MATERIALS PROVIDED
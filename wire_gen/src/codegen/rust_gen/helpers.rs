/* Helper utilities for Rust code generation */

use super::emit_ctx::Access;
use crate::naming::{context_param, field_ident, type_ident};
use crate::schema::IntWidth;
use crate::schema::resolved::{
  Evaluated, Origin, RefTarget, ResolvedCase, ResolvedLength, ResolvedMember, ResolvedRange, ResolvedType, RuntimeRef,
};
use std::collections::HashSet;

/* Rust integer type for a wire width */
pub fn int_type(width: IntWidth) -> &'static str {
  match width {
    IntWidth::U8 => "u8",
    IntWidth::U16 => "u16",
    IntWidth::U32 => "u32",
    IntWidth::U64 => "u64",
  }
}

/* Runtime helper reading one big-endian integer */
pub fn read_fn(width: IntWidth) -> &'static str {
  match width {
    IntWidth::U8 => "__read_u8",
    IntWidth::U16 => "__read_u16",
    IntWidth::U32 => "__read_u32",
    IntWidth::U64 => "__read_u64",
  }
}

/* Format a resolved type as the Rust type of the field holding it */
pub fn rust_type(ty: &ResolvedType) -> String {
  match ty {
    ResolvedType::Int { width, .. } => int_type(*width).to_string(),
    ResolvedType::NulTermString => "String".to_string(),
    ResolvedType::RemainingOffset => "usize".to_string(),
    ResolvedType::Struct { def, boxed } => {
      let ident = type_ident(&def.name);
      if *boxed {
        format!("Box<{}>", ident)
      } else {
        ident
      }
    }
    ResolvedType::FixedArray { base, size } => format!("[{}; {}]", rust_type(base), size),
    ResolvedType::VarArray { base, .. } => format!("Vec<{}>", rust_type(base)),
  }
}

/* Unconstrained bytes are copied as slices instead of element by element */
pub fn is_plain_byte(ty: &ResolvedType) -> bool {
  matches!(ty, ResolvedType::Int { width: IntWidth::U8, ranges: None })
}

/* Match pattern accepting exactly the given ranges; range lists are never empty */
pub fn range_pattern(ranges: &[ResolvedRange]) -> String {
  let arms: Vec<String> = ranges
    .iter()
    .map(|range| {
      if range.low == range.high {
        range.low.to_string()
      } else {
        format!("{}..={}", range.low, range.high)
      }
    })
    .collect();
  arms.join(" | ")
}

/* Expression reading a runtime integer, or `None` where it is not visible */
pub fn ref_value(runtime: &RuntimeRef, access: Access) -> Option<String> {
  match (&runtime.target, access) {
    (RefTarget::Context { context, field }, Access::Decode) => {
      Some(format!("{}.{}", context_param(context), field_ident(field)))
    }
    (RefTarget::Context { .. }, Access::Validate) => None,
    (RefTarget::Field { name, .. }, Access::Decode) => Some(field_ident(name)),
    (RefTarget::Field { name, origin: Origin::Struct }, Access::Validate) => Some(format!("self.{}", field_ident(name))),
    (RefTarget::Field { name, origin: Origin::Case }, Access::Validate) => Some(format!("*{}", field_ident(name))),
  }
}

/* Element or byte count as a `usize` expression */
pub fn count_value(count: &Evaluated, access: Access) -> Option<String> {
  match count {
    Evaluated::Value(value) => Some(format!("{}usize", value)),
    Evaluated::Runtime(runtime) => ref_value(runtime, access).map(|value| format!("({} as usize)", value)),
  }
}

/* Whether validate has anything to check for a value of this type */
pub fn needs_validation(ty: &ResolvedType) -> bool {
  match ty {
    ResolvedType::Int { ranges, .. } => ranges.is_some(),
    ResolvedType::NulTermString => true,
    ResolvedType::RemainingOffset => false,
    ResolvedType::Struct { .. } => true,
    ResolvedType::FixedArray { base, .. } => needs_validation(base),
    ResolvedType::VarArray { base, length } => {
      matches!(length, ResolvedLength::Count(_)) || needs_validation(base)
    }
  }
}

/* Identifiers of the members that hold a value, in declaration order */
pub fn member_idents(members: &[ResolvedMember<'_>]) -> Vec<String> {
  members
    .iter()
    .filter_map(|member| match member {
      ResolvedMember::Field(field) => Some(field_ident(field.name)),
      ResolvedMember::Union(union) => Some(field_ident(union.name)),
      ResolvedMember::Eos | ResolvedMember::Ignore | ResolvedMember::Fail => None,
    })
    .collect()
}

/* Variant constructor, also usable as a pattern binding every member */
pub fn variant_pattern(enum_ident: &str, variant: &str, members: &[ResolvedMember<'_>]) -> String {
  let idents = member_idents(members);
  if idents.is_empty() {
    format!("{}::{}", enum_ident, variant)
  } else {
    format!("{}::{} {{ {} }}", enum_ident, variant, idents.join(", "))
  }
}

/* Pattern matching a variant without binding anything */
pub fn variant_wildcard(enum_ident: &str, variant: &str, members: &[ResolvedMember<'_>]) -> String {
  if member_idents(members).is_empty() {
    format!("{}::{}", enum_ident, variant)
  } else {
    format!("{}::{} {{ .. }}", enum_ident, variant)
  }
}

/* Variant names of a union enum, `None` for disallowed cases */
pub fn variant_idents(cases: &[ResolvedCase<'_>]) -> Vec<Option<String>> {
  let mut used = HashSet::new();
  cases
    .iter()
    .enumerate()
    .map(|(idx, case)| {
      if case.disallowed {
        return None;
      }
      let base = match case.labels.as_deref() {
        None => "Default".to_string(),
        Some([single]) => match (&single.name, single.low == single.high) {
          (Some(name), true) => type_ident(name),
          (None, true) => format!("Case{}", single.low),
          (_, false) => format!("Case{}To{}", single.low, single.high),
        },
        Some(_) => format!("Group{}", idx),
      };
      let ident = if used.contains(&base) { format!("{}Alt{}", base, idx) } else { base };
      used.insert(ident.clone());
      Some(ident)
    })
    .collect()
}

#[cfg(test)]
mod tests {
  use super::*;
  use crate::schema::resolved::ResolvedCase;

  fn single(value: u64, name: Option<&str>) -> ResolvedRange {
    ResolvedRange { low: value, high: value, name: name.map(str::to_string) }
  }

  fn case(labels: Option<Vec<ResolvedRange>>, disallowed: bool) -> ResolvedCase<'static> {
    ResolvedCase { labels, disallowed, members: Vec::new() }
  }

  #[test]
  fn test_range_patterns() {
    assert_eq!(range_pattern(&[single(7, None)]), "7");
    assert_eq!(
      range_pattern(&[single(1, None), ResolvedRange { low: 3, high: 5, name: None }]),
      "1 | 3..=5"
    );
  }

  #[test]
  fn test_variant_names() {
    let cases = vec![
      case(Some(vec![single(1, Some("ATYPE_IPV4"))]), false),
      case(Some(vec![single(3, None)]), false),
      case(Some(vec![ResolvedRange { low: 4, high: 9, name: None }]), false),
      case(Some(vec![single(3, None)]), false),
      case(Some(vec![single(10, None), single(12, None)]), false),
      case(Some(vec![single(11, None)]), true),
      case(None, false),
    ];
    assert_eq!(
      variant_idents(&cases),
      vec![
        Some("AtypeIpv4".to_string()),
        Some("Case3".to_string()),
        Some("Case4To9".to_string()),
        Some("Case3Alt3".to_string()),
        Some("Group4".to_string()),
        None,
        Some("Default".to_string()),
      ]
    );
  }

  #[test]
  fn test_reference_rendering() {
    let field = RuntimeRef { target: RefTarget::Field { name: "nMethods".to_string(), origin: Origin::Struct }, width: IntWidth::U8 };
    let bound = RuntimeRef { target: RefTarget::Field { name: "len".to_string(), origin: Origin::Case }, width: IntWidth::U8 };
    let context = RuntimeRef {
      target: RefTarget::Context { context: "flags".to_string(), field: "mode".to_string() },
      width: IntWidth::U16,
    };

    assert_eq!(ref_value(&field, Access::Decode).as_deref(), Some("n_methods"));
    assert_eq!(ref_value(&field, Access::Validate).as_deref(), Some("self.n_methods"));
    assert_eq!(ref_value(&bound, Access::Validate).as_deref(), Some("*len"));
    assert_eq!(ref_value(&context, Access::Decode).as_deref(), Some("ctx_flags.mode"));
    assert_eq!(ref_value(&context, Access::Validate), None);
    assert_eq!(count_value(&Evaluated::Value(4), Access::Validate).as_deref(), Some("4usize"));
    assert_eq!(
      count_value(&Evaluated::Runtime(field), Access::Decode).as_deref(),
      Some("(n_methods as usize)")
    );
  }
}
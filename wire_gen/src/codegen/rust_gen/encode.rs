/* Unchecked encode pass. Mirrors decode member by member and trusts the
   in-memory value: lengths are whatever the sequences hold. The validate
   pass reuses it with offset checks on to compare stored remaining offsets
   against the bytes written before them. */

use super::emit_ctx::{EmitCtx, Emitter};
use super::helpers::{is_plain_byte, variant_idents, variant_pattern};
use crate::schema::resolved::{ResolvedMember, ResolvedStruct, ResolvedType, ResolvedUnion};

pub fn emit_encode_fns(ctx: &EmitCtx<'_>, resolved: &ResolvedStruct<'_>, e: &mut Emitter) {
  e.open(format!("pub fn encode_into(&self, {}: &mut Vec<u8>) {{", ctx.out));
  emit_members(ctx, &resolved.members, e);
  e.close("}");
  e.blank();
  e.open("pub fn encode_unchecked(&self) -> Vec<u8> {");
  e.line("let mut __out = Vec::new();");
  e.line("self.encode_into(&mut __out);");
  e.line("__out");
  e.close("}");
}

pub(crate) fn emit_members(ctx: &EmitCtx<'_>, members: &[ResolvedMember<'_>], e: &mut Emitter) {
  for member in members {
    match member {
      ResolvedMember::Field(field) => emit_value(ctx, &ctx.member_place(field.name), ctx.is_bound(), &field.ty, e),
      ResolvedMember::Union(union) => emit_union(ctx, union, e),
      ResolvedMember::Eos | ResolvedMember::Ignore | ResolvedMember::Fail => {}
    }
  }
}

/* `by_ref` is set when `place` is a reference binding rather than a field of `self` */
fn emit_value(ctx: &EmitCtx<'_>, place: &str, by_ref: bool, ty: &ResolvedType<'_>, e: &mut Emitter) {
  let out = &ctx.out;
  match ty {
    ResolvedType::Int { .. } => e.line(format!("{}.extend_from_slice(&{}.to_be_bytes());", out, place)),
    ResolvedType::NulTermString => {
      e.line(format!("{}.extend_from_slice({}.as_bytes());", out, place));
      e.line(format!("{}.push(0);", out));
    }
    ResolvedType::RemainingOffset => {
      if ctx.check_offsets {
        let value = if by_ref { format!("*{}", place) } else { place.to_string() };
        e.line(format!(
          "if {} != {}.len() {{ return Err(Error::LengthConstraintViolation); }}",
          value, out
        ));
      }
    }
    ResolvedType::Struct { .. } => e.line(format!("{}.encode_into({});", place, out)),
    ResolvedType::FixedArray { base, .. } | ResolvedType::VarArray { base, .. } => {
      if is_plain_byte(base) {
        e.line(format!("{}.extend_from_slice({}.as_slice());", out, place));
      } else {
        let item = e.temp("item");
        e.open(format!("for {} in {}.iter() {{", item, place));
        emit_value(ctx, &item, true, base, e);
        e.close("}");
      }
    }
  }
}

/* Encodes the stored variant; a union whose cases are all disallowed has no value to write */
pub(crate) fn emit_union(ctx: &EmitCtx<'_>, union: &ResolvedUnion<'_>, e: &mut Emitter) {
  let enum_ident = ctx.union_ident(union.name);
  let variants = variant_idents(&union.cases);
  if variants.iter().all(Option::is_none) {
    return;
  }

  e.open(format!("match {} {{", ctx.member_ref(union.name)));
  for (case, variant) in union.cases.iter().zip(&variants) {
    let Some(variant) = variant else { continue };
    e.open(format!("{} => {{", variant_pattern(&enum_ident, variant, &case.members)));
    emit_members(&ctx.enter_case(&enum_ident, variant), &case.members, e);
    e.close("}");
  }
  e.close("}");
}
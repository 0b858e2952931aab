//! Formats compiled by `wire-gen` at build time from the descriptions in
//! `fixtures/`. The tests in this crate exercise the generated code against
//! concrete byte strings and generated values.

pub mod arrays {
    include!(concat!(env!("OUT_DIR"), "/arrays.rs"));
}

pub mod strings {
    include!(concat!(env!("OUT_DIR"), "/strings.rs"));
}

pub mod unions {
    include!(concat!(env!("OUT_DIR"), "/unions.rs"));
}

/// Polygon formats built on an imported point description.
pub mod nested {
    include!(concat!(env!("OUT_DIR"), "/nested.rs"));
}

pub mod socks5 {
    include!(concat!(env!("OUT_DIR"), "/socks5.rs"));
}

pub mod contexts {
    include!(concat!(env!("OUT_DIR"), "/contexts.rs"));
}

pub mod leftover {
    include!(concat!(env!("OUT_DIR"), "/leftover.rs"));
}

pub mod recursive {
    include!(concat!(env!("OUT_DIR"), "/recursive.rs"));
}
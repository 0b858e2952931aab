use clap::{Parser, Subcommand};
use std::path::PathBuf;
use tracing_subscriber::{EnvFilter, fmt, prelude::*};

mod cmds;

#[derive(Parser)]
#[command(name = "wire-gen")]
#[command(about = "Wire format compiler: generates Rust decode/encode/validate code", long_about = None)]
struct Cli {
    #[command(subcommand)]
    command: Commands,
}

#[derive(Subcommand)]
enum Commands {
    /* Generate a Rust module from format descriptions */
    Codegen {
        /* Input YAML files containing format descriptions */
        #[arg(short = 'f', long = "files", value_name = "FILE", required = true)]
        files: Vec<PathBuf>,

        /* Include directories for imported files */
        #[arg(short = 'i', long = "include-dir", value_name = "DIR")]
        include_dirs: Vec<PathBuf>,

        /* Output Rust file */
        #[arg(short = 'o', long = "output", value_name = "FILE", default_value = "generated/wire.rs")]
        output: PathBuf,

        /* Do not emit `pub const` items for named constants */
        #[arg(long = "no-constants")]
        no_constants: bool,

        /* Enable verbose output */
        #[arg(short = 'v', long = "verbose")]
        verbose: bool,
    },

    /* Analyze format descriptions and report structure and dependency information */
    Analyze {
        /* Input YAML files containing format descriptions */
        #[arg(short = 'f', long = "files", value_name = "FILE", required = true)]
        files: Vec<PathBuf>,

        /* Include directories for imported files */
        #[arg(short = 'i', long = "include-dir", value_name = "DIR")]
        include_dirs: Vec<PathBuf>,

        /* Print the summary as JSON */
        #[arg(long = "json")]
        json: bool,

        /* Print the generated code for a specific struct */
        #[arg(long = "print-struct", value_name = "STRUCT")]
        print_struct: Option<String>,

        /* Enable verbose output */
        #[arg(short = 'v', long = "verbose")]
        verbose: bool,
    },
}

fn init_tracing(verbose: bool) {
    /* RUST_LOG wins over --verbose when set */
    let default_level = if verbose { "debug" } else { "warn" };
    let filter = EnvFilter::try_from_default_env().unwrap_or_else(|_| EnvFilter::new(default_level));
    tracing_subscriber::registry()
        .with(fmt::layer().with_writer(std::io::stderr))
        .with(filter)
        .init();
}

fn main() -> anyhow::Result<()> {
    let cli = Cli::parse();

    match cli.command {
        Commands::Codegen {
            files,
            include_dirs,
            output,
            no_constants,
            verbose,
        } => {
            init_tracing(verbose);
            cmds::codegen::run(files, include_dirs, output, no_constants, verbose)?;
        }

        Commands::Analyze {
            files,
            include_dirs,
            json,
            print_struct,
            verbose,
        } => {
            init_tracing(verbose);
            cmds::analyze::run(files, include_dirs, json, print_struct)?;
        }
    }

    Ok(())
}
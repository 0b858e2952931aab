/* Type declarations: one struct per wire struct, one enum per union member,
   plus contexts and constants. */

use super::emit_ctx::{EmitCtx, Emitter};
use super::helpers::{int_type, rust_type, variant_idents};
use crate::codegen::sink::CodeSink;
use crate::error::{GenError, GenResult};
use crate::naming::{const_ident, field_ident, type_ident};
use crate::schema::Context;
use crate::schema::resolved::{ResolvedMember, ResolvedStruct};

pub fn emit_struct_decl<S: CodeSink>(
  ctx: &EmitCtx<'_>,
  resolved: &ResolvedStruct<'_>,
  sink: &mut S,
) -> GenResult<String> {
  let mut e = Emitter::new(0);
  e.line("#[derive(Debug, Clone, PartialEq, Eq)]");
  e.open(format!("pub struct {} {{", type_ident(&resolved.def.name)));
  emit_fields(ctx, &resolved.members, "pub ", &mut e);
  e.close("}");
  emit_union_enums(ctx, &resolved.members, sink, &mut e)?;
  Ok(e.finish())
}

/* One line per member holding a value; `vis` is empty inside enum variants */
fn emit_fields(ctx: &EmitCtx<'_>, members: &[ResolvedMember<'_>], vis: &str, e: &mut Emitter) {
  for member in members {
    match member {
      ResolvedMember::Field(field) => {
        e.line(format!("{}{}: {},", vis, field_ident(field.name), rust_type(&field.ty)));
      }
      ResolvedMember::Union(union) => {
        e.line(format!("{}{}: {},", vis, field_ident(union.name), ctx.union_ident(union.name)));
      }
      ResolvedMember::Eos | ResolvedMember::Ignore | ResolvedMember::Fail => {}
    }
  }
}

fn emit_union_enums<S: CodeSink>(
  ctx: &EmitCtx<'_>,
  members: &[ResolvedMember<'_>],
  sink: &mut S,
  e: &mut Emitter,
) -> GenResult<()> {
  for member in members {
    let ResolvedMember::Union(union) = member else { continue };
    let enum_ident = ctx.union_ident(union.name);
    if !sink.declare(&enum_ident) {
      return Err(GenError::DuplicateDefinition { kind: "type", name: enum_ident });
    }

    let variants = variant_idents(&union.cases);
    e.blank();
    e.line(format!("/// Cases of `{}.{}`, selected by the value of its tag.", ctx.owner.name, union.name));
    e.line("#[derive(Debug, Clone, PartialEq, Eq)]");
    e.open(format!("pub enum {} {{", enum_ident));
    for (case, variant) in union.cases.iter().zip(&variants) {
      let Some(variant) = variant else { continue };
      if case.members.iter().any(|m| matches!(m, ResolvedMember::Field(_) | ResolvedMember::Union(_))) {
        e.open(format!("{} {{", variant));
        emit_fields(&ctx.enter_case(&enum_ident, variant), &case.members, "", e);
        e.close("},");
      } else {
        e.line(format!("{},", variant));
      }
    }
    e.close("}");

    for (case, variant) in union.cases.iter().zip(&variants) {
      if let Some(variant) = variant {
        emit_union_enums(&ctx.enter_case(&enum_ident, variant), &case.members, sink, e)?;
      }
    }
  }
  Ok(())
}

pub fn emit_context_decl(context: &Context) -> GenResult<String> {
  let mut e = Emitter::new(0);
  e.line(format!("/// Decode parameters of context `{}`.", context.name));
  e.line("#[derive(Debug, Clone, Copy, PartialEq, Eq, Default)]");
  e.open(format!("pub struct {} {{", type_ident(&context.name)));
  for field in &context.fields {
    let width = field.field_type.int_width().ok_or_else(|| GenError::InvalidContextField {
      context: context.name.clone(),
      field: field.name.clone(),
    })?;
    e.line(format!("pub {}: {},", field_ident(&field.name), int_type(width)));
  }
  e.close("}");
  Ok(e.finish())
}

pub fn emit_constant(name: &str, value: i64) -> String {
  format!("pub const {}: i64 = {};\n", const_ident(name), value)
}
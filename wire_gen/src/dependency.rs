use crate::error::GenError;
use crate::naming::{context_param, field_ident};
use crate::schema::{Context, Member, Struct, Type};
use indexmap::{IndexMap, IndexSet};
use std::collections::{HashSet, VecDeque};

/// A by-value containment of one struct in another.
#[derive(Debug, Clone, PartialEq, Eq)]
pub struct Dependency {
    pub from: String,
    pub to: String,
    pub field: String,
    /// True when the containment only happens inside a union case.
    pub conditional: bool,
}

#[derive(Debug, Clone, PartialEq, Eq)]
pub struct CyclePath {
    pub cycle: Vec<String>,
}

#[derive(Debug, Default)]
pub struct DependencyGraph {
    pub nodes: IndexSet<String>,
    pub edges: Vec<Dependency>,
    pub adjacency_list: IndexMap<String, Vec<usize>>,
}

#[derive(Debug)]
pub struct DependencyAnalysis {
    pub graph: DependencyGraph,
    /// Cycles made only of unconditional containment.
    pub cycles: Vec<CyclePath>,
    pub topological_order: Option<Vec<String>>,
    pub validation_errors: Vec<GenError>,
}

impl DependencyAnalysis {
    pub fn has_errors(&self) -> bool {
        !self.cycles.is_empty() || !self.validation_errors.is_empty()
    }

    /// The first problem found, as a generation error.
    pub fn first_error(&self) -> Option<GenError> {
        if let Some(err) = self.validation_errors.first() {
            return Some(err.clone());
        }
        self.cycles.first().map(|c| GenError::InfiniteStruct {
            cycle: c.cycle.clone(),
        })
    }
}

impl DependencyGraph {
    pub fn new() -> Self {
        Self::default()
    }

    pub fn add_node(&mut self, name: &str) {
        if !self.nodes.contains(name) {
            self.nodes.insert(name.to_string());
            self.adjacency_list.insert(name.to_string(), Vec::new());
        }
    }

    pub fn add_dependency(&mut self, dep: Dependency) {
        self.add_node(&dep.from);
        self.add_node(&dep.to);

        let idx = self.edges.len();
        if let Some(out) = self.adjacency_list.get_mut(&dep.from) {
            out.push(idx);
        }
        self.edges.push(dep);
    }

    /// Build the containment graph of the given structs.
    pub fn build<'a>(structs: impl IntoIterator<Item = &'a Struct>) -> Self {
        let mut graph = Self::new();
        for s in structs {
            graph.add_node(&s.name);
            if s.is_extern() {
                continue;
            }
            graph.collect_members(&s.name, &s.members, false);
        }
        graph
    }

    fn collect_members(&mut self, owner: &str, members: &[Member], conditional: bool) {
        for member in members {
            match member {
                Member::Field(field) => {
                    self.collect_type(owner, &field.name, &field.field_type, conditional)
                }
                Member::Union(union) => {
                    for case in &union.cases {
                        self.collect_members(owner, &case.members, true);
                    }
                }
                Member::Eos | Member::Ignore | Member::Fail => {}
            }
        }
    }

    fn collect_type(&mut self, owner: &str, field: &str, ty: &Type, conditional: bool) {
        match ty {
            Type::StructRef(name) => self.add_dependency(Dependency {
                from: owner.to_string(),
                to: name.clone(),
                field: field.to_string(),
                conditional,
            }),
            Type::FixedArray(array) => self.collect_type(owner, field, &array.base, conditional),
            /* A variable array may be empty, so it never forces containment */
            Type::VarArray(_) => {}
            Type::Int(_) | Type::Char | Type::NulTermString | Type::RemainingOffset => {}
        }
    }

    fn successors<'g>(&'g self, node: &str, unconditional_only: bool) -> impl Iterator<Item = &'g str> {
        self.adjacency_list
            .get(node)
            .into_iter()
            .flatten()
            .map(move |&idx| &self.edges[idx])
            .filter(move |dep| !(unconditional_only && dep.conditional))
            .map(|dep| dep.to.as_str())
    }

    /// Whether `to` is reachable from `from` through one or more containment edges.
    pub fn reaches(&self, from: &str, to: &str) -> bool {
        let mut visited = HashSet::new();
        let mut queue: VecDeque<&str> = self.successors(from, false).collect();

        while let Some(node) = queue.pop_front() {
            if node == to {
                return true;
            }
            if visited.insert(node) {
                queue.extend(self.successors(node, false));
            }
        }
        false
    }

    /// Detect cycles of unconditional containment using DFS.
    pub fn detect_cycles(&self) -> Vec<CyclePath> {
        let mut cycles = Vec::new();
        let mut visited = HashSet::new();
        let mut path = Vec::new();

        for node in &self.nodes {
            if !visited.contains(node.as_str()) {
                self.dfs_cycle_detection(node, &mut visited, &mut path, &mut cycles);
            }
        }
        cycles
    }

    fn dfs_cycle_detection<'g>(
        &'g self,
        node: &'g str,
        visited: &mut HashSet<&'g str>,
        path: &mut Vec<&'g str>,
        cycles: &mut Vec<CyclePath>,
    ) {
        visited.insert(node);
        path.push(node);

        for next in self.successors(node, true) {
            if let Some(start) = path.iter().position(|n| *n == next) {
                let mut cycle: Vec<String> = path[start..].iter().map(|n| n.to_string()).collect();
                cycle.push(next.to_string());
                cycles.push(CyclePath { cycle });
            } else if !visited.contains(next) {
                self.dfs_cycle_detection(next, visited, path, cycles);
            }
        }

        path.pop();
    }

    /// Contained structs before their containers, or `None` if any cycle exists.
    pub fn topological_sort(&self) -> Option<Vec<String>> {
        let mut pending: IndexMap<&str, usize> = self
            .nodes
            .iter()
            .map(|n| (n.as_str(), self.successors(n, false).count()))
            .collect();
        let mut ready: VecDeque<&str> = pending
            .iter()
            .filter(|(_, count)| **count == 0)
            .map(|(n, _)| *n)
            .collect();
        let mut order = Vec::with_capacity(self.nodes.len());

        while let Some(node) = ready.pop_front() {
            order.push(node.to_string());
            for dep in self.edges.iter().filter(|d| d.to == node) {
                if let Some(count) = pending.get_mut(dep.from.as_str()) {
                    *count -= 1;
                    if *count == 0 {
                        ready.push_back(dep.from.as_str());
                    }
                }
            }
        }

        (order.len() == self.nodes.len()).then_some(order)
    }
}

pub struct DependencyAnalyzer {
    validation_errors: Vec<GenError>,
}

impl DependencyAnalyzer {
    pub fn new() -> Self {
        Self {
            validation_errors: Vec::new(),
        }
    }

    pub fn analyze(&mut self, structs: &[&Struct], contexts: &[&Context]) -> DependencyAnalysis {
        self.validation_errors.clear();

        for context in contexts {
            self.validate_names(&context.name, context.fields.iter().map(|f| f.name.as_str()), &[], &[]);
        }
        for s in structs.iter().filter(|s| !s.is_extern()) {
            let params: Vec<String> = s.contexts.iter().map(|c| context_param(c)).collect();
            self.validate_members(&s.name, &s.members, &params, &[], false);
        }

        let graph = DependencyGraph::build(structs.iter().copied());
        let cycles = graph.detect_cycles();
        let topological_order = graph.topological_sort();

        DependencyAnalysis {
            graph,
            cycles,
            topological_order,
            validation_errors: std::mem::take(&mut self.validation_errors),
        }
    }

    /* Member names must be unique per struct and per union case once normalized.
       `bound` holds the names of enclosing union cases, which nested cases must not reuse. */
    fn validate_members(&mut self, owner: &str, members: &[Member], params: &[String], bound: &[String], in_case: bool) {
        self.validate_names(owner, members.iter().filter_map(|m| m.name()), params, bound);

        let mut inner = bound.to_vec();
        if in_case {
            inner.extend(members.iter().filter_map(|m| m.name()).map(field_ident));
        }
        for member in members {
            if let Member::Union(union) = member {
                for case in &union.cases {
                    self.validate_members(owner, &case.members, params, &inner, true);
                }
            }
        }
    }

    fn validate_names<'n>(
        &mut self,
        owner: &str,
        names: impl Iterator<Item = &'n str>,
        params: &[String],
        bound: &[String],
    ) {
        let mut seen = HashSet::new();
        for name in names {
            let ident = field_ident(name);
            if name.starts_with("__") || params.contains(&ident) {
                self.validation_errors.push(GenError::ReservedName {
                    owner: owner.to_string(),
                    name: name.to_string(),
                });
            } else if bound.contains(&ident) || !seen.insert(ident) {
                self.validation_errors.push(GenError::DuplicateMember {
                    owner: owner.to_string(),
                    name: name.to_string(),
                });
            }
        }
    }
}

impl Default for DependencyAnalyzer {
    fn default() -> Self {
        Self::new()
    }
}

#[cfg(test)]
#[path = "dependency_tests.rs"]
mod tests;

TASK
Retype exactly the span of lines from the one with "pub struct DependencyGraph" through the one with "pub fn build<'a>(structs: impl"; include both ends and omit the rest of the material.

ANSWER TO THIS TASK
pub struct DependencyGraph {
    pub nodes: IndexSet<String>,
    pub edges: Vec<Dependency>,
    pub adjacency_list: IndexMap<String, Vec<usize>>,
}

#[derive(Debug)]
pub struct DependencyAnalysis {
    pub graph: DependencyGraph,
    /// Cycles made only of unconditional containment.
    pub cycles: Vec<CyclePath>,
    pub topological_order: Option<Vec<String>>,
    pub validation_errors: Vec<GenError>,
}

impl DependencyAnalysis {
    pub fn has_errors(&self) -> bool {
        !self.cycles.is_empty() || !self.validation_errors.is_empty()
    }

    /// The first problem found, as a generation error.
    pub fn first_error(&self) -> Option<GenError> {
        if let Some(err) = self.validation_errors.first() {
            return Some(err.clone());
        }
        self.cycles.first().map(|c| GenError::InfiniteStruct {
            cycle: c.cycle.clone(),
        })
    }
}

impl DependencyGraph {
    pub fn new() -> Self {
        Self::default()
    }

    pub fn add_node(&mut self, name: &str) {
        if !self.nodes.contains(name) {
            self.nodes.insert(name.to_string());
            self.adjacency_list.insert(name.to_string(), Vec::new());
        }
    }

    pub fn add_dependency(&mut self, dep: Dependency) {
        self.add_node(&dep.from);
        self.add_node(&dep.to);

        let idx = self.edges.len();
        if let Some(out) = self.adjacency_list.get_mut(&dep.from) {
            out.push(idx);
        }
        self.edges.push(dep);
    }

    /// Build the containment graph of the given structs.
    pub fn build<'a>(structs: impl IntoIterator<Item = &'a Struct>) -> Self {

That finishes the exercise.